Faire sauter le verrou des années de plomb

Attentat à la gare de Bologne. 2 août 1980 - 10h25. 85 morts, 200 blessés.
Attentat à la gare de Bologne. 2 août 1980 – 10h25. 85 morts, plus de 200 blessés.

Matteo Renzi, nouveau président du Conseil italien, a décidé de déclassifier une bonne partie des documents officiels sur plusieurs attentats terroristes qui ont ensanglanté l’Italie, de la fin des années 60 jusqu’aux années 80 : «Il s’agit d’un devoir envers les citoyens et les proches des victimes». Aucun chef des gouvernements précédents n’avait osé ce geste. De l’attentat de Piazza Fontana à Milan (17 victimes), qui marqua, en 1969, le début d’une longue spirale de violences, jusqu’à celui du train rapide 904 qui, en 1984, provoqua la mort de 17 personnes, en passant par la destruction en plein vol d’un avion civil dans le ciel d’Ustica (81 morts) en juin 1980. Au total, ce sont huit dossiers enveloppés de mystères qui vont être déclassifiés. Dans certains cas, les auteurs matériels ont été identifiés. Pour l’attentat à la gare de Bologne, en août 1980 (85 morts et plus de 200 blessés), un groupe d’activistes néofascistes a ainsi été condamné.
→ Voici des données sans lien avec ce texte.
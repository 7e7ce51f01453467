// src/infrastructure/context.rs
//
// Execution Context
//
// Carries cancellation and an optional deadline across task boundaries.
//
// CRITICAL RULES:
// - A child is done whenever its parent is done
// - A child's deadline is never later than its parent's
// - Dropping a CancelHandle cancels its context
// - Once done, a context stays done

use std::future::{pending, Future};
use std::pin::Pin;
use std::sync::Arc;
use std::time::Duration;

use tokio::sync::watch;
use tokio::time::Instant;

/// Why a context is done.
#[derive(Debug, Clone, Copy, PartialEq, Eq)]
pub enum Done {
    Canceled,
    DeadlineExceeded,
}

impl std::fmt::Display for Done {
    fn fmt(&self, f: &mut std::fmt::Formatter<'_>) -> std::fmt::Result {
        match self {
            Done::Canceled => write!(f, "context canceled"),
            Done::DeadlineExceeded => write!(f, "context deadline exceeded"),
        }
    }
}

#[derive(Debug, Clone)]
pub struct Context {
    inner: Arc<Inner>,
}

#[derive(Debug)]
struct Inner {
    canceled: Option<watch::Receiver<bool>>,
    deadline: Option<Instant>,
    parent: Option<Context>,
}

/// Cancels the context it was created with, on `cancel()` or on drop.
#[derive(Debug)]
pub struct CancelHandle {
    tx: watch::Sender<bool>,
}

impl CancelHandle {
    pub fn cancel(&self) {
        self.tx.send_replace(true);
    }
}

impl Drop for CancelHandle {
    fn drop(&mut self) {
        self.cancel();
    }
}

impl Context {
    /// A context that is never canceled and has no deadline.
    pub fn background() -> Self {
        Self {
            inner: Arc::new(Inner {
                canceled: None,
                deadline: None,
                parent: None,
            }),
        }
    }

    /// Derives a child that can be canceled on its own.
    pub fn with_cancel(&self) -> (Context, CancelHandle) {
        self.child(None)
    }

    /// Derives a child that expires after `timeout`.
    pub fn with_timeout(&self, timeout: Duration) -> (Context, CancelHandle) {
        self.with_deadline(Instant::now() + timeout)
    }

    /// Derives a child that expires at `deadline` (or earlier, if the
    /// parent does).
    pub fn with_deadline(&self, deadline: Instant) -> (Context, CancelHandle) {
        self.child(Some(deadline))
    }

    fn child(&self, deadline: Option<Instant>) -> (Context, CancelHandle) {
        let (tx, rx) = watch::channel(false);
        let deadline = match (self.inner.deadline, deadline) {
            (Some(parent), Some(own)) => Some(parent.min(own)),
            (parent, own) => parent.or(own),
        };
        let ctx = Context {
            inner: Arc::new(Inner {
                canceled: Some(rx),
                deadline,
                parent: Some(self.clone()),
            }),
        };
        (ctx, CancelHandle { tx })
    }

    pub fn deadline(&self) -> Option<Instant> {
        self.inner.deadline
    }

    /// Non-blocking check: `Some` once the context is done.
    pub fn err(&self) -> Option<Done> {
        if let Some(rx) = &self.inner.canceled {
            if *rx.borrow() {
                return Some(Done::Canceled);
            }
        }
        if let Some(done) = self.inner.parent.as_ref().and_then(Context::err) {
            return Some(done);
        }
        match self.inner.deadline {
            Some(deadline) if Instant::now() >= deadline => Some(Done::DeadlineExceeded),
            _ => None,
        }
    }

    pub fn is_done(&self) -> bool {
        self.err().is_some()
    }

    /// Resolves once the context is done.
    pub fn done(&self) -> Pin<Box<dyn Future<Output = Done> + Send + '_>> {
        Box::pin(async move {
            if let Some(done) = self.err() {
                return done;
            }

            let canceled = async {
                match &self.inner.canceled {
                    Some(rx) => {
                        let mut rx = rx.clone();
                        loop {
                            if *rx.borrow_and_update() {
                                break;
                            }
                            // A closed channel means the handle is gone,
                            // and dropping the handle cancels.
                            if rx.changed().await.is_err() {
                                break;
                            }
                        }
                    }
                    None => pending::<()>().await,
                }
            };

            let expired = async {
                match self.inner.deadline {
                    Some(deadline) => tokio::time::sleep_until(deadline).await,
                    None => pending::<()>().await,
                }
            };

            let parent = async {
                match &self.inner.parent {
                    Some(parent) => parent.done().await,
                    None => pending::<Done>().await,
                }
            };

            tokio::select! {
                _ = canceled => Done::Canceled,
                _ = expired => Done::DeadlineExceeded,
                done = parent => done,
            }
        })
    }
}

impl Default for Context {
    fn default() -> Self {
        Self::background()
    }
}

#[cfg(test)]
mod tests {
    use super::*;

    const SHORT: Duration = Duration::from_millis(50);

    #[tokio::test]
    async fn test_background_is_never_done() {
        let ctx = Context::background();
        assert!(ctx.err().is_none());
        assert!(ctx.deadline().is_none());
        assert!(tokio::time::timeout(SHORT, ctx.done()).await.is_err());
    }

    #[tokio::test]
    async fn test_cancel() {
        let (ctx, cancel) = Context::background().with_cancel();
        assert!(!ctx.is_done());

        let waiter = {
            let ctx = ctx.clone();
            tokio::spawn(async move { ctx.done().await })
        };
        cancel.cancel();

        assert_eq!(ctx.err(), Some(Done::Canceled));
        assert_eq!(waiter.await.unwrap(), Done::Canceled);
    }

    #[tokio::test]
    async fn test_dropping_handle_cancels() {
        let (ctx, cancel) = Context::background().with_cancel();
        drop(cancel);
        assert_eq!(ctx.err(), Some(Done::Canceled));
        assert_eq!(ctx.done().await, Done::Canceled);
    }

    #[tokio::test]
    async fn test_parent_cancel_reaches_child() {
        let (parent, cancel_parent) = Context::background().with_cancel();
        let (child, _cancel_child) = parent.with_cancel();

        let waiter = {
            let child = child.clone();
            tokio::spawn(async move { child.done().await })
        };
        cancel_parent.cancel();

        assert_eq!(child.err(), Some(Done::Canceled));
        assert_eq!(waiter.await.unwrap(), Done::Canceled);
    }

    #[tokio::test]
    async fn test_child_cancel_does_not_reach_parent() {
        let (parent, _cancel_parent) = Context::background().with_cancel();
        let (child, cancel_child) = parent.with_cancel();
        cancel_child.cancel();

        assert!(child.is_done());
        assert!(!parent.is_done());
    }

    #[tokio::test]
    async fn test_timeout() {
        let (ctx, _cancel) = Context::background().with_timeout(SHORT);
        assert!(ctx.err().is_none());
        assert_eq!(ctx.done().await, Done::DeadlineExceeded);
        assert_eq!(ctx.err(), Some(Done::DeadlineExceeded));
    }

    #[tokio::test]
    async fn test_expired_deadline_is_done_immediately() {
        let (ctx, _cancel) = Context::background().with_timeout(Duration::ZERO);
        assert_eq!(ctx.err(), Some(Done::DeadlineExceeded));
    }

    #[tokio::test]
    async fn test_child_deadline_never_exceeds_parent() {
        let (parent, _p) = Context::background().with_timeout(SHORT);
        let (child, _c) = parent.with_timeout(Duration::from_secs(60));
        assert_eq!(child.deadline(), parent.deadline());

        let (cancelable, _c) = parent.with_cancel();
        assert_eq!(cancelable.deadline(), parent.deadline());
        assert_eq!(cancelable.done().await, Done::DeadlineExceeded);
    }
}
// src/services/fetcher.rs
//
// Fetcher - capability to resolve a canonical CEP against one source
//
// CRITICAL RULES:
// - Implementations MUST be safe to call concurrently
// - Implementations MUST return promptly once the context is done
// - Remote "not found" is CodeNotFound, a bad payload is DecodeError,
//   a network timeout is Timeout, anything else is Other

use async_trait::async_trait;

use crate::domain::{Address, Cep};
use crate::error::FetchError;
use crate::infrastructure::Context;

#[cfg_attr(test, mockall::automock)]
#[async_trait]
pub trait Fetcher: Send + Sync {
    /// Short, stable name used to tag failures and in logs.
    fn name(&self) -> &'static str;

    /// Searches for the address of `cep`.
    async fn fetch(&self, ctx: &Context, cep: &Cep) -> Result<Address, FetchError>;
}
Mais il reste de nombreuses interrogations sur les commanditaires, les mobiles et, surtout, les complicités dont auraient bénéficié les auteurs de ces différents attentats, notamment sur le rôle des services secrets. Bien que sceptiques sur les futurs résultats, « certaines choses ne s’écrivent jamais même par erreur », les familles des victimes saluent l’initiative de Matteo Renzi.